Palm Springs shines as an oasis of Mid-Century Modernism complete with Rat Pack Flashbacks, Elvis Presley’s honeymoon hangout and everywhere there’s style, style, style. The city oozes “easy,” but is it? Glamorous celebrities still visit. Obama came to golf six times during his presidency, Leonardo di Caprio has a home in the Movie Colony and Ambassador of Americana, Charles Phoenix makes regular appearances. There’s high brow and just enough low to keep things fun. It can be intimidating if you’re looking for a fun getaway with just enough flash and comfort to relax. Let me introduce a sweet little hotel far enough away from the main drag to be discrete.

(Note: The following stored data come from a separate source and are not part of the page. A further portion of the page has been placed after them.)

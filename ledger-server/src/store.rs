//! Storage seams for the ledger subsystem
//!
//! Narrow interfaces with one production adapter (PostgreSQL, `db/`)
//! and one in-memory adapter (`memory`, the test backend). Core logic
//! depends only on these traits and never branches on the backend.
//!
//! Privileged mutation is deliberately split out: `AdminStore` is the
//! low-level client for the privilege-escalated procedures, and the
//! `PrivilegedGateway` in `tenant.rs` is its only caller.

use async_trait::async_trait;
use uuid::Uuid;

use crate::error::LedgerResult;
use crate::types::{DlqEntry, ExportManifest, IntegrityReport, LedgerEvent, NewLedgerEvent, OutboxEntry};

/// Durable queue of pending audit events.
///
/// `enqueue` here opens its own transaction and serves replay and
/// tests; business callers that must stay atomic with their own
/// mutation use `db::outbox::enqueue` on their open connection.
#[async_trait]
pub trait OutboxStore: Send + Sync {
    /// Insert a new pending entry
    async fn enqueue(
        &self,
        tenant_id: &str,
        event_type: &str,
        payload: serde_json::Value,
        actor: Option<&str>,
        max_attempts: i32,
    ) -> LedgerResult<OutboxEntry>;

    /// Atomically claim up to `limit` pending entries, oldest-first per
    /// tenant, stamping an expiring lease. Expired leases are
    /// reclaimable; tenants with a live claim are skipped entirely so
    /// no two workers ever hold entries for the same tenant.
    async fn claim_batch(
        &self,
        limit: i64,
        worker_id: &str,
        lease_ms: i64,
    ) -> LedgerResult<Vec<OutboxEntry>>;

    /// Record a failed attempt (increments `attempts`, releases the
    /// claim) and return the updated row so the caller can check
    /// exhaustion. Idempotent per attempt.
    async fn mark_failed(&self, id: Uuid, error: &str) -> LedgerResult<OutboxEntry>;

    /// Terminal `-> dead` transition once the entry is dead-lettered
    async fn mark_dead(&self, id: Uuid) -> LedgerResult<()>;

    /// Pending backlog across all tenants (health reporting)
    async fn count_pending(&self) -> LedgerResult<u64>;

    /// Entries in terminal `dead` status
    async fn count_dead(&self) -> LedgerResult<u64>;
}

/// Durable, immutable ledger of chained audit events
#[async_trait]
pub trait LedgerStore: Send + Sync {
    /// Insert the ledger row and mark the originating outbox entry
    /// processed in one transaction. The adapter must make a duplicate
    /// `(tenant_id, sequence_no)` insert fail rather than succeed;
    /// that constraint is the structural backstop of the chain.
    async fn append_event(
        &self,
        event: NewLedgerEvent,
        outbox_id: Uuid,
    ) -> LedgerResult<LedgerEvent>;

    /// Highest-sequence event for a tenant, if any
    async fn last_event(&self, tenant_id: &str) -> LedgerResult<Option<LedgerEvent>>;

    /// Events with `start_ms <= timestamp <= end_ms`, ordered by
    /// sequence, optionally capped
    async fn events_in_range(
        &self,
        tenant_id: &str,
        start_ms: i64,
        end_ms: i64,
        limit: Option<i64>,
    ) -> LedgerResult<Vec<LedgerEvent>>;

    /// All surviving events with `timestamp <= through_ms`, ordered by
    /// sequence. Verification walks this prefix so the recomputation is
    /// anchored, not started mid-chain.
    async fn chain_prefix(&self, tenant_id: &str, through_ms: i64)
        -> LedgerResult<Vec<LedgerEvent>>;

    /// Events with `start_seq <= sequence_no <= end_seq`, ordered by
    /// sequence
    async fn events_by_seq(
        &self,
        tenant_id: &str,
        start_seq: i64,
        end_seq: i64,
    ) -> LedgerResult<Vec<LedgerEvent>>;
}

/// Holding area for permanently-failed outbox entries
#[async_trait]
pub trait DlqStore: Send + Sync {
    async fn insert(&self, entry: DlqEntry) -> LedgerResult<()>;

    async fn get(&self, tenant_id: &str, id: Uuid) -> LedgerResult<Option<DlqEntry>>;

    /// Tenant-scoped inspection, newest-dead first
    async fn list(&self, tenant_id: &str, limit: i64, offset: i64) -> LedgerResult<Vec<DlqEntry>>;

    /// Unreplayed entries oldest-first (bulk replay order)
    async fn list_unreplayed(&self, tenant_id: &str, limit: i64) -> LedgerResult<Vec<DlqEntry>>;

    /// Stamp a replay; the row itself is retained as failure history
    async fn mark_replayed(&self, id: Uuid, replayed_by: &str, replayed_at: i64)
        -> LedgerResult<()>;

    /// Unreplayed depth, optionally tenant-scoped (health/alerting)
    async fn count_unreplayed(&self, tenant_id: Option<&str>) -> LedgerResult<u64>;
}

/// Immutable verification reports and export manifests
#[async_trait]
pub trait ReportStore: Send + Sync {
    async fn record_report(&self, report: &IntegrityReport) -> LedgerResult<()>;

    async fn record_manifest(&self, manifest: &ExportManifest) -> LedgerResult<()>;
}

/// External object storage for export blobs and manifests
#[async_trait]
pub trait ObjectStore: Send + Sync {
    async fn put(&self, key: &str, bytes: Vec<u8>, content_type: &str) -> LedgerResult<()>;

    async fn get(&self, key: &str) -> LedgerResult<Vec<u8>>;
}

/// Low-level client for the privilege-escalated stored procedures.
///
/// Nothing outside the `PrivilegedGateway` may depend on this trait.
#[async_trait]
pub trait AdminStore: Send + Sync {
    /// Re-encrypt one row's sensitive columns under `key_version`
    /// without touching any chain-hash input
    async fn key_rotation_update(
        &self,
        tenant_id: &str,
        event_id: Uuid,
        key_version: i32,
    ) -> LedgerResult<()>;

    /// Delete rows with `timestamp < cutoff_ms`, optionally
    /// tenant-scoped; returns the deleted-row count
    async fn retention_delete(&self, cutoff_ms: i64, tenant_id: Option<&str>)
        -> LedgerResult<u64>;
}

It doesn’t have a whiff of pretension. The restored Monkey Tree Hotel delights anyone who loves the chic nostalgia of modern architecture and interior design.

You can’t miss the sweep of an angled roofline that juts up from East Racquet Club Road. The white overhang spikes in the direction of the San Jacinto Mountains a few miles to the west with just enough character to call for attention without alarm. No austere inn would call itself the Monkey Tree without a sense of humor but it wasn’t always so.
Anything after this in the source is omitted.